The Voices of Experience project consisted of a series of workshops where women living in poverty came together to express their experiences of poverty and learn more about the policy-making process. It also enabled them to develop policy proposals to improve their situations and present these to policy-makers.

Voices of experience

The project participants were encouraged to define and share their experiences of poverty. Their responses to the statement “Poverty means to me …” showed that poverty was an undermining and destabilising factor in their lives.
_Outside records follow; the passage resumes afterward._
#[cfg(test)]
mod tests {
    use super::*;

    fn new_engine() -> Engine {
        Engine::new(Config::default())
    }

    fn connect(engine: &mut Engine) -> (u64, mpsc::UnboundedReceiver<Vec<u8>>) {
        let (tx, rx) = mpsc::unbounded_channel();
        let id = engine.register_conn(tx);
        (id, rx)
    }

    #[test]
    fn ping_without_argument_replies_pong() {
        let mut engine = new_engine();
        let (id, _rx) = connect(&mut engine);
        let (bytes, _) = engine.dispatch(id, vec![b"PING".to_vec()]);
        assert_eq!(bytes, b"+PONG\r\n");
    }

    #[test]
    fn select_changes_connection_db_index() {
        let mut engine = new_engine();
        let (id, _rx) = connect(&mut engine);
        let (bytes, _) = engine.dispatch(id, vec![b"SELECT".to_vec(), b"2".to_vec()]);
        assert_eq!(bytes, b"+OK\r\n");
        assert_eq!(engine.conns.get(&id).unwrap().db_index, 2);
    }

    #[test]
    fn multi_queues_then_exec_runs_in_order() {
        let mut engine = new_engine();
        let (id, _rx) = connect(&mut engine);
        engine.dispatch(id, vec![b"MULTI".to_vec()]);
        let (q, _) = engine.dispatch(id, vec![b"SET".to_vec(), b"k".to_vec(), b"v".to_vec()]);
        assert_eq!(q, b"+QUEUED\r\n");
        let (bytes, _) = engine.dispatch(id, vec![b"EXEC".to_vec()]);
        assert_eq!(bytes, b"*1\r\n+OK\r\n");
        let (get_bytes, _) = engine.dispatch(id, vec![b"GET".to_vec(), b"k".to_vec()]);
        assert_eq!(get_bytes, b"$1\r\nv\r\n");
    }

    #[test]
    fn watch_then_external_write_poisons_transaction() {
        let mut engine = new_engine();
        let (a, _rxa) = connect(&mut engine);
        let (b, _rxb) = connect(&mut engine);
        engine.dispatch(a, vec![b"WATCH".to_vec(), b"k".to_vec()]);
        engine.dispatch(b, vec![b"SET".to_vec(), b"k".to_vec(), b"v".to_vec()]);
        engine.dispatch(a, vec![b"MULTI".to_vec()]);
        engine.dispatch(a, vec![b"GET".to_vec(), b"k".to_vec()]);
        let (bytes, _) = engine.dispatch(a, vec![b"EXEC".to_vec()]);
        assert_eq!(bytes, Reply::from(RedisError::ExecAbort).to_bytes());
    }

    #[test]
    fn blpop_on_empty_list_registers_waiter_and_blocks() {
        let mut engine = new_engine();
        let (id, _rx) = connect(&mut engine);
        let (bytes, _) = engine.dispatch(id, vec![b"BLPOP".to_vec(), b"q".to_vec(), b"0".to_vec()]);
        assert_eq!(bytes, Reply::NilArray.to_bytes());
        assert!(engine.conns.get(&id).unwrap().blocked);
        assert!(engine.blocking[0].has_waiter(b"q"));
    }

    #[test]
    fn move_transfers_key_between_databases() {
        let mut engine = new_engine();
        let (id, _rx) = connect(&mut engine);
        engine.dispatch(id, vec![b"SET".to_vec(), b"k".to_vec(), b"v".to_vec()]);
        let (bytes, _) = engine.dispatch(id, vec![b"MOVE".to_vec(), b"k".to_vec(), b"1".to_vec()]);
        assert_eq!(bytes, b":1\r\n");
        assert!(!engine.databases[0].contains(b"k"));
        assert!(engine.databases[1].contains(b"k"));
    }

    #[test]
    fn rpush_wakes_a_parked_blpop_waiter_synchronously() {
        let mut engine = new_engine();
        let (blocker, _rx_a) = connect(&mut engine);
        let (pusher, _rx_b) = connect(&mut engine);
        engine.dispatch(blocker, vec![b"BLPOP".to_vec(), b"q".to_vec(), b"0".to_vec()]);
        assert!(engine.conns.get(&blocker).unwrap().blocked);

        let (bytes, wakeups) = engine.dispatch(pusher, vec![b"RPUSH".to_vec(), b"q".to_vec(), b"hello".to_vec()]);
        assert_eq!(bytes, b":1\r\n");
        assert_eq!(wakeups.len(), 1);
        assert_eq!(wakeups[0].conn_id, blocker);
        assert_eq!(
            wakeups[0].reply,
            Reply::Array(vec![Reply::from_bytes(b"q".to_vec()), Reply::from_bytes(b"hello".to_vec())])
        );
        assert!(!engine.conns.get(&blocker).unwrap().blocked);
        assert!(!engine.databases[0].contains(b"q"));
    }

    #[test]
    fn brpoplpush_waiter_is_served_into_its_destination() {
        let mut engine = new_engine();
        let (blocker, _rx_a) = connect(&mut engine);
        let (pusher, _rx_b) = connect(&mut engine);
        engine.dispatch(blocker, vec![b"BRPOPLPUSH".to_vec(), b"src".to_vec(), b"dst".to_vec(), b"0".to_vec()]);
        engine.dispatch(pusher, vec![b"LPUSH".to_vec(), b"src".to_vec(), b"x".to_vec()]);

        let (bytes, _) = engine.dispatch(pusher, vec![b"LRANGE".to_vec(), b"dst".to_vec(), b"0".to_vec(), b"-1".to_vec()]);
        assert_eq!(bytes, b"*1\r\n$1\r\nx\r\n");
        assert!(!engine.conns.get(&blocker).unwrap().blocked);
    }

    #[test]
    fn two_waiters_on_one_key_are_served_fifo_by_one_multi_push() {
        let mut engine = new_engine();
        let (first, _rx_a) = connect(&mut engine);
        let (second, _rx_b) = connect(&mut engine);
        let (pusher, _rx_c) = connect(&mut engine);
        engine.dispatch(first, vec![b"BLPOP".to_vec(), b"q".to_vec(), b"0".to_vec()]);
        engine.dispatch(second, vec![b"BLPOP".to_vec(), b"q".to_vec(), b"0".to_vec()]);

        let (_, wakeups) = engine.dispatch(pusher, vec![b"RPUSH".to_vec(), b"q".to_vec(), b"a".to_vec(), b"b".to_vec()]);
        assert_eq!(wakeups.len(), 2);
        assert_eq!(wakeups[0].conn_id, first);
        assert_eq!(wakeups[1].conn_id, second);
    }
}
They told how poverty compromised their ability to be good parents, forced them to choose between basic necessities, led to feelings of low self-worth and self-confidence and closed off opportunities for self-improvement.

Poverty means to me... "Being hungry, only having enough food to give the children, hoping they would leave some leftovers on the plate, so I wouldn't be so hungry." (Participant, Birmingham)

Building policy

In order to transform their direct experience into policy proposals, the participants were asked for recommendations on how to improve their situations. They came up with 28 recommendations that focused on three central themes:

  • greater engagement between women living in poverty and policy-makers;
  • enhancement of service provisions; and
  • increasing financial support to women living in poverty.
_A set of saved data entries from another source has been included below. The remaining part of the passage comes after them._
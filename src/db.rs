//! A single logical database (§3 Data model): the key→value map, the
//! expiry map, and the watch map. Expiry checks and the empty-container
//! invariant live here since every command handler needs them.

use crate::value::Value;
use std::collections::{HashMap, HashSet};

/// Keys whose expiry fired during a command, in the order they were
/// discovered. The caller (dispatch) turns each into a synthetic `DEL`
/// appended to write-propagation (§3 invariant: expiry-driven deletes are
/// logged before the triggering command's own effects).
pub type ExpiredKeys = Vec<Vec<u8>>;

pub struct Database {
    pub index: usize,
    data: HashMap<Vec<u8>, Value>,
    expires: HashMap<Vec<u8>, i64>,
    /// key -> set of connection ids watching it (§3: only non-empty entries exist).
    watches: HashMap<Vec<u8>, HashSet<u64>>,
    /// key -> last-access millisecond stamp, used by LRU eviction sampling.
    access: HashMap<Vec<u8>, i64>,
}

impl Database {
    pub fn new(index: usize) -> Self {
        Database {
            index,
            data: HashMap::new(),
            expires: HashMap::new(),
            watches: HashMap::new(),
            access: HashMap::new(),
        }
    }

    pub fn len(&self) -> usize {
        self.data.len()
    }

    pub fn is_empty(&self) -> bool {
        self.data.is_empty()
    }

    /// Consult the expiry map for `key`, deleting it (and the matching
    /// expiry entry) if its deadline has passed. Returns true if the key
    /// was just expired.
    pub fn expire_if_needed(&mut self, key: &[u8], now_ms: i64) -> bool {
        if let Some(&deadline) = self.expires.get(key) {
            if deadline <= now_ms {
                self.data.remove(key);
                self.expires.remove(key);
                self.access.remove(key);
                return true;
            }
        }
        false
    }

    /// Run `expire_if_needed` over every key in `keys`, collecting the ones
    /// that fired so the caller can propagate synthetic DELs.
    pub fn expire_keys_if_needed(&mut self, keys: &[Vec<u8>], now_ms: i64) -> ExpiredKeys {
        let mut expired = Vec::new();
        for k in keys {
            if self.expire_if_needed(k, now_ms) {
                expired.push(k.clone());
            }
        }
        expired
    }

    /// Sweep every key with an expiry entry, used by the periodic tick.
    pub fn sweep_expired(&mut self, now_ms: i64) -> ExpiredKeys {
        let due: Vec<Vec<u8>> = self
            .expires
            .iter()
            .filter(|(_, &deadline)| deadline <= now_ms)
            .map(|(k, _)| k.clone())
            .collect();
        for k in &due {
            self.data.remove(k);
            self.expires.remove(k);
            self.access.remove(k);
        }
        due
    }

    pub fn get(&self, key: &[u8]) -> Option<&Value> {
        self.data.get(key)
    }

    pub fn get_mut(&mut self, key: &[u8]) -> Option<&mut Value> {
        self.data.get_mut(key)
    }

    pub fn contains(&self, key: &[u8]) -> bool {
        self.data.contains_key(key)
    }

    pub fn insert(&mut self, key: Vec<u8>, value: Value) {
        self.data.insert(key, value);
    }

    /// Entry that creates the default container lazily, the way each typed
    /// handler does for e.g. LPUSH on a missing key.
    pub fn entry_or_insert_with(&mut self, key: &[u8], default: impl FnOnce() -> Value) -> &mut Value {
        if !self.data.contains_key(key) {
            self.data.insert(key.to_vec(), default());
        }
        self.data.get_mut(key).expect("just inserted")
    }

    /// Remove `key` entirely (value + expiry + access stamp). Returns true
    /// if the key existed.
    pub fn remove(&mut self, key: &[u8]) -> bool {
        let existed = self.data.remove(key).is_some();
        self.expires.remove(key);
        self.access.remove(key);
        existed
    }

    /// Remove `key` and hand back its value, for MOVE and similar
    /// key-transplant operations that need the owned value rather than a
    /// yes/no removal result.
    pub fn take(&mut self, key: &[u8]) -> Option<Value> {
        let value = self.data.remove(key);
        self.expires.remove(key);
        self.access.remove(key);
        value
    }

    /// §3 invariant: drop a container that became empty, along with its
    /// expiry entry, atomically. Call after every mutating handler.
    pub fn drop_if_empty_container(&mut self, key: &[u8]) {
        let empty = matches!(self.data.get(key), Some(v) if v.is_empty_container());
        if empty {
            self.data.remove(key);
            self.expires.remove(key);
            self.access.remove(key);
        }
    }

    pub fn set_expiry(&mut self, key: &[u8], deadline_ms: i64) {
        if self.data.contains_key(key) {
            self.expires.insert(key.to_vec(), deadline_ms);
        }
    }

    pub fn clear_expiry(&mut self, key: &[u8]) -> bool {
        self.expires.remove(key).is_some()
    }

    pub fn expiry_of(&self, key: &[u8]) -> Option<i64> {
        self.expires.get(key).copied()
    }

    pub fn rename_key(&mut self, from: &[u8], to: Vec<u8>) -> bool {
        let Some(v) = self.data.remove(from) else { return false };
        let expiry = self.expires.remove(from);
        self.access.remove(from);
        self.data.insert(to.clone(), v);
        match expiry {
            Some(e) => {
                self.expires.insert(to, e);
            }
            None => {
                self.expires.remove(&to);
            }
        }
        true
    }

    pub fn keys(&self) -> impl Iterator<Item = &Vec<u8>> {
        self.data.keys()
    }

    /// Every live key/value pair, used by snapshot save and AOF rewrite.
    pub fn iter(&self) -> impl Iterator<Item = (&Vec<u8>, &Value)> {
        self.data.iter()
    }

    pub fn flush(&mut self) {
        self.data.clear();
        self.expires.clear();
        self.watches.clear();
        self.access.clear();
    }

    // ---- watch map (§4.3) ----

    pub fn watch(&mut self, key: &[u8], conn_id: u64) {
        self.watches.entry(key.to_vec()).or_default().insert(conn_id);
    }

    /// Remove every key-watch entry this connection holds. The watch map
    /// only keeps keys with at least one watcher (§3 invariant).
    pub fn unwatch_all(&mut self, conn_id: u64, keys: &[Vec<u8>]) {
        for key in keys {
            if let Some(watchers) = self.watches.get_mut(key) {
                watchers.remove(&conn_id);
                if watchers.is_empty() {
                    self.watches.remove(key);
                }
            }
        }
    }

    /// Connections whose transactions must be poisoned because `key` was
    /// just mutated (or expired). The entry is removed as part of reading
    /// it: a watcher is touched once, then forgotten, matching EXEC/DISCARD
    /// clearing watch state.
    pub fn take_watchers(&mut self, key: &[u8]) -> Vec<u64> {
        self.watches.remove(key).map(|s| s.into_iter().collect()).unwrap_or_default()
    }

    pub fn has_watchers(&self, key: &[u8]) -> bool {
        self.watches.contains_key(key)
    }

    // ---- eviction access tracking (§4.8) ----

    pub fn touch_access(&mut self, key: &[u8], now_ms: i64) {
        if self.data.contains_key(key) {
            self.access.insert(key.to_vec(), now_ms);
        }
    }

    pub fn access_stamp(&self, key: &[u8]) -> Option<i64> {
        self.access.get(key).copied()
    }

    pub fn expiring_keys(&self) -> impl Iterator<Item = &Vec<u8>> {
        self.expires.keys()
    }

    pub fn approx_memory(&self) -> usize {
        self.data.iter().map(|(k, v)| k.len() + v.approx_size()).sum()
    }
}

/// §4.2 range clamping, shared by GETRANGE/LRANGE/LTRIM/ZRANGE's rank path.
/// `len` is the sequence length; returns the inclusive `[start, stop]`
/// 0-based range, or `None` if it is empty after clamping.
pub fn clamp_range(start: i64, stop: i64, len: i64) -> Option<(usize, usize)> {
    if len == 0 {
        return None;
    }
    let upper = len - 1;
    let lower = -len;
    if start > upper || stop < lower {
        return None;
    }
    let start = if start < 0 { (start + len).max(0) } else { start.min(upper) };
    let stop = if stop < 0 { (stop + len).max(0) } else { stop.min(upper) };
    if start > stop {
        None
    } else {
        Some((start as usize, stop as usize))
    }
}

#[cfg(test)]
mod tests {
    use super::*;

    #[test]
    fn expiry_entry_requires_live_key() {
        let mut db = Database::new(0);
        db.insert(b"k".to_vec(), Value::String(b"v".to_vec()));
        db.set_expiry(b"k", 1000);
        assert_eq!(db.expiry_of(b"k"), Some(1000));
        db.remove(b"k");
        assert_eq!(db.expiry_of(b"k"), None);
    }

    #[test]
    fn expire_if_needed_deletes_past_deadline() {
        let mut db = Database::new(0);
        db.insert(b"k".to_vec(), Value::String(b"v".to_vec()));
        db.set_expiry(b"k", 100);
        assert!(!db.expire_if_needed(b"k", 50));
        assert!(db.expire_if_needed(b"k", 200));
        assert!(!db.contains(b"k"));
        assert_eq!(db.expiry_of(b"k"), None);
    }

    #[test]
    fn watchers_are_taken_once() {
        let mut db = Database::new(0);
        db.watch(b"k", 1);
        db.watch(b"k", 2);
        assert!(db.has_watchers(b"k"));
        let mut w = db.take_watchers(b"k");
        w.sort();
        assert_eq!(w, vec![1, 2]);
        assert!(!db.has_watchers(b"k"));
    }

    #[test]
    fn clamp_range_matches_spec_examples() {
        assert_eq!(clamp_range(0, -1, 5), Some((0, 4)));
        assert_eq!(clamp_range(-100, -1, 5), Some((0, 4)));
        assert_eq!(clamp_range(3, 1, 5), None);
        assert_eq!(clamp_range(10, 20, 5), None);
        assert_eq!(clamp_range(-1, -100, 5), None);
    }

    #[test]
    fn drop_if_empty_container_removes_expiry_too() {
        use std::collections::VecDeque;
        let mut db = Database::new(0);
        db.insert(b"k".to_vec(), Value::List(VecDeque::new()));
        db.set_expiry(b"k", 1000);
        db.drop_if_empty_container(b"k");
        assert!(!db.contains(b"k"));
        assert_eq!(db.expiry_of(b"k"), None);
    }
}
From these recommendations, the participants decided which priorities they would develop more fully for their presentation to policy-makers. The proposals the participants chose to take forward were:

  • to increase benefits, including income support, pensions, and child benefit;
  • to provide free, high-quality childcare; and
  • to create a Women’s Act to ensure the protection of equality rights.

Dialogue with policy-makers

The participants delivered their three policy recommendations in a meeting with policy-makers at various levels of government, who then engaged with and responded to the proposals. This dialogue gave the project participants and policy-makers a rare opportunity to share their experiences and insights into the realities of poverty and government policy-making. Policy-makers felt the dialogue gave them a unique opportunity to see the disconnection between women’s lives and government policies which impact upon them. The participants appreciated the policy-makers’ approachability and candidness.

Empowerment and capacity-building

The Voices of Experience project succeeded in creating a space where women living in poverty could share their experiences, build confidence and expand their knowledge of government policy-making process. The workshops created a strong forum for discussion and participation. Many women identified that “even the quietest people spoke”, and expressed the importance of the fact that “everybody felt safe to speak out and voice opinions” and “know that we would be listened to and not be judged.” In a telling example, a participant who had never spoken in public before made a speech before a group of civil servants.

About the project

The Voices of Experience project was carried out by the Women’s Budget Group in partnership with regional voluntary organisations that work with women living in poverty in Birmingham, Cardiff and London. The workshops were held from May 2006 to January 2007.